___ Material shown

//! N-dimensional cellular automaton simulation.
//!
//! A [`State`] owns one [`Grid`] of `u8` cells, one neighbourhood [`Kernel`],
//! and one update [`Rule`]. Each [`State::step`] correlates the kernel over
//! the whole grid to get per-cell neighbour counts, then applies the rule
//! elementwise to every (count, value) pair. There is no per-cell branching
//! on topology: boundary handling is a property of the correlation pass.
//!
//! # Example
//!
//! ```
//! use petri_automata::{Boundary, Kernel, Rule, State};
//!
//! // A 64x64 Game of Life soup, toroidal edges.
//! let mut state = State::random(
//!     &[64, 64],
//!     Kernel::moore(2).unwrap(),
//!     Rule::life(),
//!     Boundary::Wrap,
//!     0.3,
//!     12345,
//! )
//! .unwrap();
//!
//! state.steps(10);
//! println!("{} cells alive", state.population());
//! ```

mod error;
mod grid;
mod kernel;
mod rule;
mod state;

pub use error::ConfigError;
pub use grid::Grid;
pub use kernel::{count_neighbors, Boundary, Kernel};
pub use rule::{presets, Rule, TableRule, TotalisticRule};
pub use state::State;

______

## Problem
Down to the last line, restate the records exactly.

## Response
//! N-dimensional cellular automaton simulation.
//!
//! A [`State`] owns one [`Grid`] of `u8` cells, one neighbourhood [`Kernel`],
//! and one update [`Rule`]. Each [`State::step`] correlates the kernel over
//! the whole grid to get per-cell neighbour counts, then applies the rule
//! elementwise to every (count, value) pair. There is no per-cell branching
//! on topology: boundary handling is a property of the correlation pass.
//!
//! # Example
//!
//! ```
//! use petri_automata::{Boundary, Kernel, Rule, State};
//!
//! // A 64x64 Game of Life soup, toroidal edges.
//! let mut state = State::random(
//!     &[64, 64],
//!     Kernel::moore(2).unwrap(),
//!     Rule::life(),
//!     Boundary::Wrap,
//!     0.3,
//!     12345,
//! )
//! .unwrap();
//!
//! state.steps(10);
//! println!("{} cells alive", state.population());
//! ```

mod error;
mod grid;
mod kernel;
mod rule;
mod state;

pub use error::ConfigError;
pub use grid::Grid;
pub use kernel::{count_neighbors, Boundary, Kernel};
pub use rule::{presets, Rule, TableRule, TotalisticRule};
pub use state::State;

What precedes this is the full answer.